- _Required work_: Your task is to copy every line of the records below that contains "GenAssetParam".

*** Data supplied Section Begins ***

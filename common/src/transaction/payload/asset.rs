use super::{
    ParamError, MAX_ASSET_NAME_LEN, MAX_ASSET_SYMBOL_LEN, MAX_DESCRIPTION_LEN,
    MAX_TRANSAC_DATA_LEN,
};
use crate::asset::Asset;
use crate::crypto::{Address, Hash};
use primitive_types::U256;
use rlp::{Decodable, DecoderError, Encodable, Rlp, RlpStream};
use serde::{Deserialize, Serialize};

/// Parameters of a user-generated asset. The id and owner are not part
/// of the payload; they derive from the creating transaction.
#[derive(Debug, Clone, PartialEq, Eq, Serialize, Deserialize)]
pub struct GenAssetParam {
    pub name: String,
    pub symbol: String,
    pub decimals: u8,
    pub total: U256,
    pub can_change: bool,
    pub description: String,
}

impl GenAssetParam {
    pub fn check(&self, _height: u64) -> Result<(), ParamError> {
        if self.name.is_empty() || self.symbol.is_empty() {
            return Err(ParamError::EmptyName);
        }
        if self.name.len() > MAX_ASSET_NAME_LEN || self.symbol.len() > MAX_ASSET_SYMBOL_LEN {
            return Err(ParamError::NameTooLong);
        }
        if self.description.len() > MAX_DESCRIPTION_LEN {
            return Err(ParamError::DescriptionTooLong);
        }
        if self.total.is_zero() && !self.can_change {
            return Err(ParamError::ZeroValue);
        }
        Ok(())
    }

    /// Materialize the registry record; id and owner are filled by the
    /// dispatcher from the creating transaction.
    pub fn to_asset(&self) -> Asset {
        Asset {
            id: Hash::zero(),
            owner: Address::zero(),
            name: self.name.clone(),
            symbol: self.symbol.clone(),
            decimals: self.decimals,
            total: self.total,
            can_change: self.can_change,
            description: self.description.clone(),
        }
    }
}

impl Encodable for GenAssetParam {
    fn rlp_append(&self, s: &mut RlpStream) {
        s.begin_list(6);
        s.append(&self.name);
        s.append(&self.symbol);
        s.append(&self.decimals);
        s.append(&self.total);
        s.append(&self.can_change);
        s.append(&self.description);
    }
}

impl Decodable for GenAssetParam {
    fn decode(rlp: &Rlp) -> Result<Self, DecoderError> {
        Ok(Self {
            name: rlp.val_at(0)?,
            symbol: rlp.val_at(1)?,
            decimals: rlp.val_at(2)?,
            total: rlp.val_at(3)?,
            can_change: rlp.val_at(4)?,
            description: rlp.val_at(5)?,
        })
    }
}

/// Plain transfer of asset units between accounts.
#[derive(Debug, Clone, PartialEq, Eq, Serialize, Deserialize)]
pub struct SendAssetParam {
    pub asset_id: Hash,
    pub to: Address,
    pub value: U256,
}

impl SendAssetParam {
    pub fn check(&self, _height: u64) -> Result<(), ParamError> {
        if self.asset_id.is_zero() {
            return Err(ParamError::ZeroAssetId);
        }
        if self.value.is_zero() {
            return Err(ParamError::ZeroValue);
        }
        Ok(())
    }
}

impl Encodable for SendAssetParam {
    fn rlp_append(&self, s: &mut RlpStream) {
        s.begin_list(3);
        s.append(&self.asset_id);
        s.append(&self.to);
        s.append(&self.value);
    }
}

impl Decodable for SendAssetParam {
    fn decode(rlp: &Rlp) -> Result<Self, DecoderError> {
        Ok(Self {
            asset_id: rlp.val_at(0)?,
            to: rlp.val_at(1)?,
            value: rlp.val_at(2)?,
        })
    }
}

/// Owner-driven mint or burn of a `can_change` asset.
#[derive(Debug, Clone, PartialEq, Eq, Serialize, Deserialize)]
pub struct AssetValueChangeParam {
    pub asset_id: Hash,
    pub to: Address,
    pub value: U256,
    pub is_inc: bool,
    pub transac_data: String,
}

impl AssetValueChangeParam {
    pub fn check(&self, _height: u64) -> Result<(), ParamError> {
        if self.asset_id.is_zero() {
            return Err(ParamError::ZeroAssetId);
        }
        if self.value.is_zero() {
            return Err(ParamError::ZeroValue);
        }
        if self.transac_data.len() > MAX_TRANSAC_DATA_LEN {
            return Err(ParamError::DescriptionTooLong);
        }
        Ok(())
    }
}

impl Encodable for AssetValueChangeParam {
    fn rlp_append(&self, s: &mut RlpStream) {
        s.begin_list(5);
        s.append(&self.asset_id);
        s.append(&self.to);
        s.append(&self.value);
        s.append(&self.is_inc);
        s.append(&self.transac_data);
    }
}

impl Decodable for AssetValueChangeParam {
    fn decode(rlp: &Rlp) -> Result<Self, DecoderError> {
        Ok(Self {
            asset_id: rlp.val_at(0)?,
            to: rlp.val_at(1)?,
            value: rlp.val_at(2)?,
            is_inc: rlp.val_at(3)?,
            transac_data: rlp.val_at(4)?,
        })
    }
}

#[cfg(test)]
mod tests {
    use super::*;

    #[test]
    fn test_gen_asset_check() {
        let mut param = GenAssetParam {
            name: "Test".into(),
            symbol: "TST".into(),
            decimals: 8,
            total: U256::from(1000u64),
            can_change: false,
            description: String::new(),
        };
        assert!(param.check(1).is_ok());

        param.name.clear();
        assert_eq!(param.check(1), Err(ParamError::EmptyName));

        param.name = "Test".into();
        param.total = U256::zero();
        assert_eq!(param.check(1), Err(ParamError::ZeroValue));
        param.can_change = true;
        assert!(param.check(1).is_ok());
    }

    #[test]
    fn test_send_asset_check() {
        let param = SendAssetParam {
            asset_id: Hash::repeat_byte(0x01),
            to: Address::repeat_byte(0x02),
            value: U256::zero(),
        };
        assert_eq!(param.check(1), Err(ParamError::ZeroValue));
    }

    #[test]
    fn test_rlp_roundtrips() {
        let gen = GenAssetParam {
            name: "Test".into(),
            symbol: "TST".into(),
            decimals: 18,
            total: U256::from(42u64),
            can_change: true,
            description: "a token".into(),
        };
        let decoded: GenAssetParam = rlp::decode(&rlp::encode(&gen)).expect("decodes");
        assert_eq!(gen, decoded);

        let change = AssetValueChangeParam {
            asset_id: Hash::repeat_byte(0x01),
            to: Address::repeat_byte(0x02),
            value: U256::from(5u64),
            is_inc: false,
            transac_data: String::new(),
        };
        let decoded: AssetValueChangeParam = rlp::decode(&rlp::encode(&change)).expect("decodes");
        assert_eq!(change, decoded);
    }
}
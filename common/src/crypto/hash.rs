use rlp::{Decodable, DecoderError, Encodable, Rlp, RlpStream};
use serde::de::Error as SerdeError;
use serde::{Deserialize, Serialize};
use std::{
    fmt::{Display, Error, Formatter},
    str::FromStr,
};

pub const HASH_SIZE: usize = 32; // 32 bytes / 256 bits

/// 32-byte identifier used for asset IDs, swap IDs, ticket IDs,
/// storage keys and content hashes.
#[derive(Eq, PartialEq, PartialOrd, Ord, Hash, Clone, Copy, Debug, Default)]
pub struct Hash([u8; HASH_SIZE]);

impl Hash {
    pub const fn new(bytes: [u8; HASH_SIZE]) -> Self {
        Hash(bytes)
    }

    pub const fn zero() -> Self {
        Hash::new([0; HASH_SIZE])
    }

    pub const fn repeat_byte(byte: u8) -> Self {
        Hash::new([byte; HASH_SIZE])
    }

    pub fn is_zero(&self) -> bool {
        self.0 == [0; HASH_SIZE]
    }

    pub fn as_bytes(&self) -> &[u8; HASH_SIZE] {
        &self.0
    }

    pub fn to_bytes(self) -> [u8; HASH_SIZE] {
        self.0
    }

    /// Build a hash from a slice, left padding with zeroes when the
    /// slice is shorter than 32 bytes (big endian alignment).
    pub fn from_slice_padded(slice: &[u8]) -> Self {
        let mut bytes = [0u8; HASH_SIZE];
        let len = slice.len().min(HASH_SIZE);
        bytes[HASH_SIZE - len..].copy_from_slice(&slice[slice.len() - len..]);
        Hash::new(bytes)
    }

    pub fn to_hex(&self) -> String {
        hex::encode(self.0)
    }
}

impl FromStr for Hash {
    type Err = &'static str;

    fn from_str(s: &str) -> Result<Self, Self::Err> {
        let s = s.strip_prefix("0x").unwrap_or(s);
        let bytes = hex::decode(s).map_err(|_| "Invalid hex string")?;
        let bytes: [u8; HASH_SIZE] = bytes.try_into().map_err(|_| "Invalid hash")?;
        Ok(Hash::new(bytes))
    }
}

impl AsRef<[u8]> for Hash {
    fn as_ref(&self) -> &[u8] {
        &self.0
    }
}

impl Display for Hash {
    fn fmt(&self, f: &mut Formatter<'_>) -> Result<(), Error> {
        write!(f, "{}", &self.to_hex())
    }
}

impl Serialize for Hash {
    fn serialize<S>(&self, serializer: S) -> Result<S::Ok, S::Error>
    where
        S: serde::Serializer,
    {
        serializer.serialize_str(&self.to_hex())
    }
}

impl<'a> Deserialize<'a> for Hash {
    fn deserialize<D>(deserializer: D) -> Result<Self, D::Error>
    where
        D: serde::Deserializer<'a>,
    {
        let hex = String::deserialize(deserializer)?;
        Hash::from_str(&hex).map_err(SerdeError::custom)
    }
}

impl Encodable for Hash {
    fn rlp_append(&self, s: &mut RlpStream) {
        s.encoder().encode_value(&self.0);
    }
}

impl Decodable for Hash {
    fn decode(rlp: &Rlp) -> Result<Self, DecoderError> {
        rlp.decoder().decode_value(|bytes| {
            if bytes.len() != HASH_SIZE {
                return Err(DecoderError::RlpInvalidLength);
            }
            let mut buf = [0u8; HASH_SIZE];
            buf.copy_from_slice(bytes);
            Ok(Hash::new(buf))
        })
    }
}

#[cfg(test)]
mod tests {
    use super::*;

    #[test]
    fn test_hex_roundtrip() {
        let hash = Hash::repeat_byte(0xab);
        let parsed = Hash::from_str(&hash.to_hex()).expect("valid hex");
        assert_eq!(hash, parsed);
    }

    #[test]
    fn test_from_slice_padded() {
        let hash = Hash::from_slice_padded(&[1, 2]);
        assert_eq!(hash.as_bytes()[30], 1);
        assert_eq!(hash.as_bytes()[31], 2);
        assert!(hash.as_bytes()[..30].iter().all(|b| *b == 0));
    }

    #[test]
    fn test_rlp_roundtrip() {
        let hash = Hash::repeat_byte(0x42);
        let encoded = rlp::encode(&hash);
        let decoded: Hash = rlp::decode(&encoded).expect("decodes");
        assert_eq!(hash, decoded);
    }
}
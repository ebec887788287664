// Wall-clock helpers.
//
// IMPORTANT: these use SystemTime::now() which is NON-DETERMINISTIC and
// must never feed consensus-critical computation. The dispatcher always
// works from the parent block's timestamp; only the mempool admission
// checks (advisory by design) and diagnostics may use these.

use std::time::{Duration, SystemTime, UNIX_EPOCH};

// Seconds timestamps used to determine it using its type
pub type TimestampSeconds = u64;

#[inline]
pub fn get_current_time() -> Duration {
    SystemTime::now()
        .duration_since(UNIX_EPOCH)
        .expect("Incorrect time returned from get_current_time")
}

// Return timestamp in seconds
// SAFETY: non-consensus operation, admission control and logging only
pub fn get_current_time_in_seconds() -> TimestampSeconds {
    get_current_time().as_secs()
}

*** Data supplied Section Ends ***

- _Answer to this task_:
pub struct GenAssetParam {
impl GenAssetParam {
impl Encodable for GenAssetParam {
impl Decodable for GenAssetParam {
        let mut param = GenAssetParam {
        let gen = GenAssetParam {
        let decoded: GenAssetParam = rlp::decode(&rlp::encode(&gen)).expect("decodes");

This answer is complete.